Listed Building – Grade II
- Official name: Vernon Mill
- Designated: 4 November 1996
- Reference no.: 1268055

References
- Helen Clapcott

= Vernon Mill, Stockport =

Cotton mill in Greater Manchester, England

Vernon Mill is a former cotton spinning mill in Portwood, Stockport, Greater Manchester, England. Built in 1881, it was taken over by the Lancashire Cotton Corporation in 1930 and later sold on. Although still in business use, it is now a Grade II listed building.

== Location ==
Stockport is a large town in Greater Manchester, England. It lies on elevated ground on the River Mersey at the confluence of the rivers Goyt and Tame, 6.1 mi southeast of the city of Manchester. The town of Stockport is the largest settlement within the Metropolitan Borough of Stockport.

Historically a part of Cheshire, in the 16th-century Stockport was a small town entirely on the south bank of the Mersey, and known for the cultivation of hemp and the manufacture of rope. In the 18th-century, the town had one of the first mechanised silk factories in the United Kingdom. However, Stockport's predominant industries of the 19th-century were the cotton and allied industries. The Stockport branch of the Ashton Canal terminated at the top of Lancashire Hill, in Heaton Norris, but Stockport was rich in railway connections. The Cheshire Lines Committee (CLC) ran the Stockport, Timperley and Altrincham Junction Railway (ST&AJR) which serviced Portwood and Stockport Tiviot Dale railway station.

Portwood to the east of the town centre, alongside the River Goyt, was the location of many of Stockport's mills, and Vernon Mill was adjacent to the Palmer Mills. Vernon Mill was on Mersey Street, reflecting the view at the time that the River Mersey started upstream at the confluence of the Goyt and the River Etherow.

== History ==
The mill was designed by architects Joseph Stott and Son. The foundation stone was laid on 31 October 1881; it was the first limited liability cotton mill to open in Stockport.

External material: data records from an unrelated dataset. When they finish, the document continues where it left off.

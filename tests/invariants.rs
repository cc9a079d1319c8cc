mod common;

use chrono::Duration;
use common::{clock, date, ledger, money, Household};
use community_ledger::{
    AllocationLine, ChargeStatus, CommunityLedger, LedgerConfig, LedgerError, LedgerScope,
    MemoryStore, Money, Percentage, SurchargePolicy, Uuid,
};

/// sum of allocations never exceeds a payment's amount nor a charge's total due
fn assert_bounds(ledger: &CommunityLedger<MemoryStore>, home: &Household) {
    for payment in ledger.payments_by_contract(home.contract_id).unwrap() {
        let allocated: Money = ledger
            .allocations_for_payment(payment.id)
            .unwrap()
            .iter()
            .map(|a| a.applied_amount)
            .sum();
        assert!(allocated <= payment.amount, "payment {} over-allocated", payment.id);
        if !payment.is_active {
            assert!(allocated.is_zero());
        }
    }
    for charge in ledger.charges_by_contract(home.contract_id).unwrap() {
        let balance = ledger.charge_balance(charge.id).unwrap();
        assert!(balance.total_allocated <= balance.total_due, "charge {} overpaid", charge.id);
        if charge.status != ChargeStatus::Cancelled {
            let expected = if balance.total_allocated.is_zero() {
                if charge.due_date >= date(2025, 1, 10) {
                    ChargeStatus::NotDue
                } else {
                    ChargeStatus::Overdue
                }
            } else if balance.total_allocated < balance.total_due {
                ChargeStatus::PartiallyPaid
            } else {
                ChargeStatus::Paid
            };
            assert_eq!(charge.status, expected);
        }
    }
}

#[test]
fn allocation_bounds_hold_through_a_busy_month() {
    let ledger = ledger();
    let home = Household::new();
    let time = clock(2025, 1, 10);

    let rent = ledger.create_charge(home.charge("800.00", date(2025, 1, 1)), &time).unwrap();
    let parking = ledger.create_charge(home.charge("75.50", date(2025, 1, 15)), &time).unwrap();
    let pool = ledger.create_charge(home.charge("20.00", date(2025, 2, 1)), &time).unwrap();

    let big = ledger.record_payment(home.payment("850.00", date(2025, 1, 10)), &time).unwrap();
    let small = ledger.record_payment(home.payment("100.00", date(2025, 1, 10)), &time).unwrap();

    ledger
        .allocate_payment(
            &home.scope(),
            big.id,
            &[
                AllocationLine::new(rent.id, money("800.00")),
                AllocationLine::new(parking.id, money("50.00")),
            ],
            &time,
        )
        .unwrap();
    assert_bounds(&ledger, &home);

    // would overpay parking by a cent
    let err = ledger
        .allocate_payment(
            &home.scope(),
            small.id,
            &[AllocationLine::new(parking.id, money("25.51"))],
            &time,
        )
        .unwrap_err();
    assert_eq!(
        err,
        LedgerError::ChargeOverpaid {
            charge_id: parking.id,
            outstanding: money("25.50"),
            requested: money("25.51"),
        }
    );

    // exact fit across two calls against the same pair
    ledger
        .allocate_payment(
            &home.scope(),
            small.id,
            &[AllocationLine::new(parking.id, money("20.50"))],
            &time,
        )
        .unwrap();
    ledger
        .allocate_payment(
            &home.scope(),
            small.id,
            &[
                AllocationLine::new(parking.id, money("5.00")),
                AllocationLine::new(pool.id, money("20.00")),
            ],
            &time,
        )
        .unwrap();
    let rows = ledger.allocations_for_charge(parking.id).unwrap();
    assert_eq!(rows.len(), 2);
    assert_bounds(&ledger, &home);

    ledger.void_payment(big.id, &time).unwrap();
    assert_bounds(&ledger, &home);
    assert_eq!(ledger.charge(rent.id).unwrap().status, ChargeStatus::Overdue);
    assert_eq!(ledger.charge(parking.id).unwrap().status, ChargeStatus::PartiallyPaid);
}

#[test]
fn failed_allocation_changes_nothing() {
    let ledger = ledger();
    let home = Household::new();
    let time = clock(2025, 1, 10);

    let first = ledger.create_charge(home.charge("100.00", date(2025, 2, 1)), &time).unwrap();
    let second = ledger.create_charge(home.charge("100.00", date(2025, 3, 1)), &time).unwrap();
    let payment = ledger.record_payment(home.payment("300.00", date(2025, 1, 10)), &time).unwrap();
    ledger.take_events();

    // the second line is invalid, so the first must not land either
    let err = ledger
        .allocate_payment(
            &home.scope(),
            payment.id,
            &[
                AllocationLine::new(first.id, money("100.00")),
                AllocationLine::new(second.id, money("150.00")),
            ],
            &time,
        )
        .unwrap_err();
    assert!(matches!(err, LedgerError::ChargeOverpaid { .. }));

    assert_eq!(ledger.charge(first.id).unwrap(), first);
    assert_eq!(ledger.payment(payment.id).unwrap(), payment);
    assert!(ledger.allocations_for_payment(payment.id).unwrap().is_empty());
    assert!(ledger.take_events().is_empty());
}

#[test]
fn scope_is_enforced() {
    let ledger = ledger();
    let home = Household::new();
    let neighbour = Household::in_community(home.community_id);
    let time = clock(2025, 1, 10);

    let theirs = ledger.create_charge(neighbour.charge("100.00", date(2025, 2, 1)), &time).unwrap();
    let mine = ledger.create_charge(home.charge("100.00", date(2025, 2, 1)), &time).unwrap();
    let payment = ledger.record_payment(home.payment("100.00", date(2025, 1, 10)), &time).unwrap();

    // a payment cannot pay another contract's charge, even inside a community scope
    let community_scope = LedgerScope::community(home.community_id);
    assert_eq!(
        ledger
            .allocate_payment(
                &community_scope,
                payment.id,
                &[AllocationLine::new(theirs.id, money("10.00"))],
                &time,
            )
            .unwrap_err(),
        LedgerError::ScopeMismatch { charge_id: theirs.id }
    );

    // the caller's scope must cover the charge too
    let elsewhere = LedgerScope::community(Uuid::new_v4());
    assert_eq!(
        ledger
            .allocate_payment(
                &elsewhere,
                payment.id,
                &[AllocationLine::new(mine.id, money("10.00"))],
                &time,
            )
            .unwrap_err(),
        LedgerError::ScopeMismatch { charge_id: mine.id }
    );

    ledger
        .allocate_payment(
            &community_scope,
            payment.id,
            &[AllocationLine::new(mine.id, money("10.00"))],
            &time,
        )
        .unwrap();
}

#[test]
fn void_is_idempotent_and_blocks_allocation() {
    let ledger = ledger();
    let home = Household::new();
    let time = clock(2025, 1, 10);

    let charge = ledger.create_charge(home.charge("100.00", date(2025, 2, 1)), &time).unwrap();
    let payment = ledger.record_payment(home.payment("100.00", date(2025, 1, 10)), &time).unwrap();

    let voided = ledger.void_payment(payment.id, &time).unwrap();
    let again = ledger.void_payment(payment.id, &time).unwrap();
    assert_eq!(voided, again);

    assert_eq!(
        ledger
            .allocate_payment(
                &home.scope(),
                payment.id,
                &[AllocationLine::new(charge.id, money("1.00"))],
                &time,
            )
            .unwrap_err(),
        LedgerError::PaymentInactive { payment_id: payment.id }
    );
    // void payments drop off statements
    assert_eq!(ledger.contract_statement(home.contract_id).unwrap().lines.len(), 1);
}

#[test]
fn sweep_is_idempotent_and_surcharges_once() {
    let home = Household::new();
    let policy = SurchargePolicy::Percentage(Percentage::from_whole(10));
    let config = LedgerConfig::with_default_surcharge(policy);
    let ledger = CommunityLedger::in_memory(config).unwrap();
    let time = clock(2024, 12, 1);

    let late = ledger.create_charge(home.charge("1000.00", date(2024, 12, 10)), &time).unwrap();
    let later = ledger.create_charge(home.charge("500.00", date(2024, 12, 20)), &time).unwrap();
    let paid = ledger.create_charge(home.charge("300.00", date(2024, 12, 5)), &time).unwrap();
    let payment = ledger.record_payment(home.payment("300.00", date(2024, 12, 1)), &time).unwrap();
    ledger
        .allocate_payment(
            &home.scope(),
            payment.id,
            &[AllocationLine::new(paid.id, money("300.00"))],
            &time,
        )
        .unwrap();

    time.test_control().unwrap().advance(Duration::days(15));
    let first = ledger.run_overdue_sweep(ledger.config(), &time).unwrap();
    assert_eq!(first.transitioned, vec![late.id]);
    assert_eq!(first.total_surcharge, money("100.00"));

    // a second pass the same day is a no-op
    let again = ledger.run_overdue_sweep(ledger.config(), &time).unwrap();
    assert!(again.is_noop());
    assert_eq!(ledger.charge(late.id).unwrap().surcharge_amount, money("100.00"));

    // later sweeps pick up only newly late charges
    time.test_control().unwrap().advance(Duration::days(10));
    let next = ledger.run_overdue_sweep(ledger.config(), &time).unwrap();
    assert_eq!(next.transitioned, vec![later.id]);
    assert_eq!(ledger.charge(late.id).unwrap().surcharge_amount, money("100.00"));
    assert_eq!(ledger.charge(later.id).unwrap().total_due(), money("550.00"));
    assert_eq!(ledger.charge(paid.id).unwrap().status, ChargeStatus::Paid);
}

#[test]
fn statement_is_deterministic_and_skips_cancelled() {
    let ledger = ledger();
    let home = Household::new();
    let time = clock(2025, 1, 1);

    ledger.create_charge(home.charge("100.00", date(2025, 2, 1)), &time).unwrap();
    ledger.create_charge(home.charge("100.00", date(2025, 2, 1)), &time).unwrap();
    let withdrawn = ledger.create_charge(home.charge("999.00", date(2025, 2, 1)), &time).unwrap();
    ledger.cancel_charge(withdrawn.id, &time).unwrap();
    ledger.record_payment(home.payment("150.00", date(2025, 2, 1)), &time).unwrap();

    let first = ledger.contract_statement(home.contract_id).unwrap();
    let second = ledger.contract_statement(home.contract_id).unwrap();
    assert_eq!(first.to_json_pretty().unwrap(), second.to_json_pretty().unwrap());

    assert_eq!(first.lines.len(), 3);
    assert!(first.lines.iter().all(|l| l.entity_id != withdrawn.id));
    assert_eq!(first.summary.closing_balance, money("50.00"));
    assert_eq!(
        ledger.community_statement(home.community_id).unwrap(),
        first
    );
}

// amounts and dates are typed values; parsing strings is only a test convenience
#[test]
fn money_is_fixed_two_decimal_places() {
    assert_eq!(money("10.005"), money("10.01"));
    assert_eq!(money("0.1") + money("0.2"), money("0.30"));
    assert_eq!(money("600").to_string(), "600.00");
}
/// quick start - one charge, one payment, one statement
use chrono::{NaiveDate, TimeZone, Utc};
use community_ledger::{
    AllocationLine, ChargeRequest, CommunityLedger, LedgerConfig, LedgerScope, Money, PaymentMethod,
    PaymentRequest, SafeTimeProvider, TimeSource, Uuid,
};

fn main() -> Result<(), Box<dyn std::error::Error>> {
    community_ledger::init_tracing();
    println!("=== quick start ===\n");

    let start = Utc.with_ymd_and_hms(2024, 12, 20, 9, 0, 0).unwrap();
    let time = SafeTimeProvider::new(TimeSource::Test(start));
    let ledger = CommunityLedger::in_memory(LedgerConfig::default())?;

    let community_id = Uuid::new_v4();
    let contract_id = Uuid::new_v4();

    // bill january dues
    let charge = ledger.create_charge(
        ChargeRequest {
            contract_id,
            community_id,
            amount: Money::from_major(1000),
            due_date: NaiveDate::from_ymd_opt(2025, 1, 1).ok_or("bad date")?,
            notes: Some("january dues".to_string()),
        },
        &time,
    )?;
    println!(
        "charge {} for ${} due {} ({:?})",
        charge.id, charge.amount, charge.due_date, charge.status
    );

    // resident pays part of it
    let payment = ledger.record_payment(
        PaymentRequest {
            contract_id,
            community_id,
            amount: Money::from_major(600),
            method: PaymentMethod::Transfer,
            paid_on: NaiveDate::from_ymd_opt(2024, 12, 20).ok_or("bad date")?,
            reference: Some("bank transfer 0042".to_string()),
        },
        &time,
    )?;
    println!("payment {} of ${}", payment.id, payment.amount);

    let scope = LedgerScope::contract(community_id, contract_id);
    ledger.allocate_payment(
        &scope,
        payment.id,
        &[AllocationLine::new(charge.id, Money::from_major(600))],
        &time,
    )?;

    let balance = ledger.charge_balance(charge.id)?;
    println!("\nafter allocation: {:?}, outstanding ${}", balance.status, balance.outstanding);

    let statement = ledger.contract_statement(contract_id)?;
    println!("\nstatement:");
    for line in &statement.lines {
        println!(
            "  {} {:?} ${} -> balance ${}",
            line.date, line.kind, line.amount, line.running_balance
        );
    }
    println!("closing balance: ${}", statement.summary.closing_balance);

    println!("\nevents emitted: {}", ledger.take_events().len());
    Ok(())
}
pub mod schedule;

use chrono::{DateTime, NaiveDate, Utc};
use serde::{Deserialize, Serialize};
use uuid::Uuid;

use crate::decimal::Money;
use crate::errors::{LedgerError, Result};
use crate::types::{ChargeId, ChargeStatus, CommunityId, ContractId};

pub use schedule::{BillingSchedule, ScheduledCharge};

/// an amount owed by a contract for one billing period
#[derive(Debug, Clone, PartialEq, Serialize, Deserialize)]
pub struct Charge {
    pub id: ChargeId,
    pub contract_id: ContractId,
    pub community_id: CommunityId,
    pub amount: Money,
    pub surcharge_amount: Money,
    pub due_date: NaiveDate,
    pub status: ChargeStatus,
    pub notes: Option<String>,
    pub created_at: DateTime<Utc>,
    pub updated_at: DateTime<Utc>,
    /// optimistic row token, managed by the store
    pub version: u64,
}

/// input for creating a charge
#[derive(Debug, Clone, PartialEq, Serialize, Deserialize)]
pub struct ChargeRequest {
    pub contract_id: ContractId,
    pub community_id: CommunityId,
    pub amount: Money,
    pub due_date: NaiveDate,
    pub notes: Option<String>,
}

impl Charge {
    /// build a new, unpersisted charge
    pub fn new(request: ChargeRequest, today: NaiveDate, now: DateTime<Utc>) -> Result<Self> {
        if !request.amount.is_positive() {
            return Err(LedgerError::InvalidAmount {
                amount: request.amount,
            });
        }

        let mut charge = Self {
            id: Uuid::new_v4(),
            contract_id: request.contract_id,
            community_id: request.community_id,
            amount: request.amount,
            surcharge_amount: Money::ZERO,
            due_date: request.due_date,
            status: ChargeStatus::NotDue,
            notes: request.notes,
            created_at: now,
            updated_at: now,
            version: 0,
        };
        charge.status = derive_status(&charge, Money::ZERO, today);
        Ok(charge)
    }

    /// amount plus any surcharge
    pub fn total_due(&self) -> Money {
        self.amount + self.surcharge_amount
    }

    /// what is still owed given the allocated total
    pub fn outstanding(&self, total_allocated: Money) -> Money {
        self.total_due().saturating_sub(total_allocated)
    }

    pub fn is_cancelled(&self) -> bool {
        self.status == ChargeStatus::Cancelled
    }

    /// set status, returning the previous one when it changed
    pub fn transition(&mut self, status: ChargeStatus, now: DateTime<Utc>) -> Option<ChargeStatus> {
        self.updated_at = now;
        if self.status == status {
            return None;
        }
        let old = self.status;
        self.status = status;
        Some(old)
    }

    /// recompute status from the allocated total; terminal charges are left alone
    pub fn recompute_status(
        &mut self,
        total_allocated: Money,
        today: NaiveDate,
        now: DateTime<Utc>,
    ) -> Option<ChargeStatus> {
        if self.status.is_terminal() {
            self.updated_at = now;
            return None;
        }
        let status = derive_status(self, total_allocated, today);
        self.transition(status, now)
    }
}

/// Derive a charge's status from its allocated total.
///
/// `Cancelled` is sticky: a cancelled charge stays cancelled and this function
/// never produces it for any other charge.
pub fn derive_status(charge: &Charge, total_allocated: Money, today: NaiveDate) -> ChargeStatus {
    if charge.status.is_terminal() {
        return charge.status;
    }

    if total_allocated.is_zero() || total_allocated.is_negative() {
        if charge.due_date >= today {
            ChargeStatus::NotDue
        } else {
            ChargeStatus::Overdue
        }
    } else if total_allocated < charge.total_due() {
        ChargeStatus::PartiallyPaid
    } else {
        ChargeStatus::Paid
    }
}

/// deterministic charge ordering: due date, then creation time, then id
pub fn sort_charges(charges: &mut [Charge]) {
    charges.sort_by(|a, b| {
        a.due_date
            .cmp(&b.due_date)
            .then(a.created_at.cmp(&b.created_at))
            .then(a.id.cmp(&b.id))
    });
}

/// balance of a single charge
#[derive(Debug, Clone, Copy, PartialEq, Eq, Serialize, Deserialize)]
pub struct ChargeBalance {
    pub charge_id: ChargeId,
    pub status: ChargeStatus,
    pub total_due: Money,
    pub total_allocated: Money,
    pub outstanding: Money,
}

impl ChargeBalance {
    pub fn of(charge: &Charge, total_allocated: Money) -> Self {
        Self {
            charge_id: charge.id,
            status: charge.status,
            total_due: charge.total_due(),
            total_allocated,
            outstanding: charge.outstanding(total_allocated),
        }
    }
}

#[cfg(test)]
mod tests {
    use super::*;
    use chrono::TimeZone;

    fn date(y: i32, m: u32, d: u32) -> NaiveDate {
        NaiveDate::from_ymd_opt(y, m, d).unwrap()
    }

    fn request(amount: Money, due_date: NaiveDate) -> ChargeRequest {
        ChargeRequest {
            contract_id: Uuid::new_v4(),
            community_id: Uuid::new_v4(),
            amount,
            due_date,
            notes: None,
        }
    }

    fn now() -> DateTime<Utc> {
        Utc.with_ymd_and_hms(2024, 12, 15, 9, 0, 0).unwrap()
    }

    #[test]
    fn test_new_charge_initial_status() {
        let today = date(2024, 12, 15);

        let future =
            Charge::new(request(Money::from_major(1000), date(2025, 1, 1)), today, now()).unwrap();
        assert_eq!(future.status, ChargeStatus::NotDue);
        assert_eq!(future.surcharge_amount, Money::ZERO);

        let due_today = Charge::new(request(Money::from_major(1000), today), today, now()).unwrap();
        assert_eq!(due_today.status, ChargeStatus::NotDue);

        let past =
            Charge::new(request(Money::from_major(1000), date(2024, 12, 1)), today, now()).unwrap();
        assert_eq!(past.status, ChargeStatus::Overdue);
    }

    #[test]
    fn test_new_charge_rejects_non_positive_amount() {
        let today = date(2024, 12, 15);
        for amount in [Money::ZERO, Money::from_major(-5)] {
            let err = Charge::new(request(amount, today), today, now()).unwrap_err();
            assert_eq!(err, LedgerError::InvalidAmount { amount });
        }
    }

    #[test]
    fn test_status_function() {
        let today = date(2025, 1, 10);
        let mut charge =
            Charge::new(request(Money::from_major(1000), date(2025, 1, 1)), today, now()).unwrap();
        charge.surcharge_amount = Money::from_major(50);

        assert_eq!(derive_status(&charge, Money::ZERO, today), ChargeStatus::Overdue);
        assert_eq!(derive_status(&charge, Money::ZERO, date(2024, 12, 31)), ChargeStatus::NotDue);
        assert_eq!(
            derive_status(&charge, Money::from_major(600), today),
            ChargeStatus::PartiallyPaid
        );
        // amount alone does not settle a surcharged charge
        assert_eq!(
            derive_status(&charge, Money::from_major(1000), today),
            ChargeStatus::PartiallyPaid
        );
        assert_eq!(derive_status(&charge, Money::from_major(1050), today), ChargeStatus::Paid);

        charge.status = ChargeStatus::Cancelled;
        assert_eq!(derive_status(&charge, Money::ZERO, today), ChargeStatus::Cancelled);
    }

    #[test]
    fn test_recompute_reports_transitions() {
        let today = date(2025, 1, 10);
        let mut charge =
            Charge::new(request(Money::from_major(100), date(2025, 2, 1)), today, now()).unwrap();

        assert_eq!(
            charge.recompute_status(Money::from_major(40), today, now()),
            Some(ChargeStatus::NotDue)
        );
        assert_eq!(charge.status, ChargeStatus::PartiallyPaid);
        assert_eq!(charge.recompute_status(Money::from_major(40), today, now()), None);

        charge.status = ChargeStatus::Cancelled;
        assert_eq!(charge.recompute_status(Money::from_major(100), today, now()), None);
        assert_eq!(charge.status, ChargeStatus::Cancelled);
    }

    #[test]
    fn test_sort_is_deterministic() {
        let today = date(2025, 1, 1);
        let early = now();
        let late = early + chrono::Duration::hours(1);

        let a = Charge::new(request(Money::from_major(1), date(2025, 3, 1)), today, early).unwrap();
        let b = Charge::new(request(Money::from_major(2), date(2025, 2, 1)), today, late).unwrap();
        let c = Charge::new(request(Money::from_major(3), date(2025, 2, 1)), today, early).unwrap();

        let mut charges = vec![a.clone(), b.clone(), c.clone()];
        sort_charges(&mut charges);
        let ids: Vec<_> = charges.iter().map(|c| c.id).collect();
        assert_eq!(ids, vec![c.id, b.id, a.id]);
    }

    #[test]
    fn test_balance() {
        let today = date(2025, 1, 1);
        let charge = Charge::new(request(Money::from_major(1000), today), today, now()).unwrap();
        let balance = ChargeBalance::of(&charge, Money::from_major(600));
        assert_eq!(balance.total_due, Money::from_major(1000));
        assert_eq!(balance.outstanding, Money::from_major(400));
    }
}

The industry peaked in 1912 when it produced eight billion yards of cloth. The First World War (1914–1918) halted the supply of raw cotton, and the British government encouraged its colonies to build mills to spin and weave cotton by themselves. Once the war was over, Lancashire never regained its markets and the independent mills were struggling. The Bank of England set up the Lancashire Cotton Corporation in 1929 to attempt to rationalise and save the industry. Vernon Mill was one of 104 mills bought by the LCC, and one of the 53 mills that survived through to 1950. It is still standing, occupied by multiple businesses including a gym, a boxing gym, and various art studios. Vernon Mill was purchased by ZS Properties (Mcr) Ltd in October 2018.

=== Owners ===
- Vernon Cotton Spinning Co
- Vernon Mills (1920–1930)
- Lancashire Cotton Corporation (1930–1964)
- Courtaulds (1964–)
- ZS Properties (Mcr) Ltd (2018–present) current owners

=== Tenants ===
- Vernon Mill Artists, an artist led group with 43 active members working from studios

== See also ==

- Listed buildings in Stockport
- Textile manufacturing

== Bibliography ==
- Dunkerley, Philip (2009). "Dunkerley-Tuson Family Website, The Regent Cotton Mill, Failsworth"
- LCC (1951). "The mills and organisation of the Lancashire Cotton Corporation Limited"
- Roberts, A S (1921). "Arthur Robert's Engine List"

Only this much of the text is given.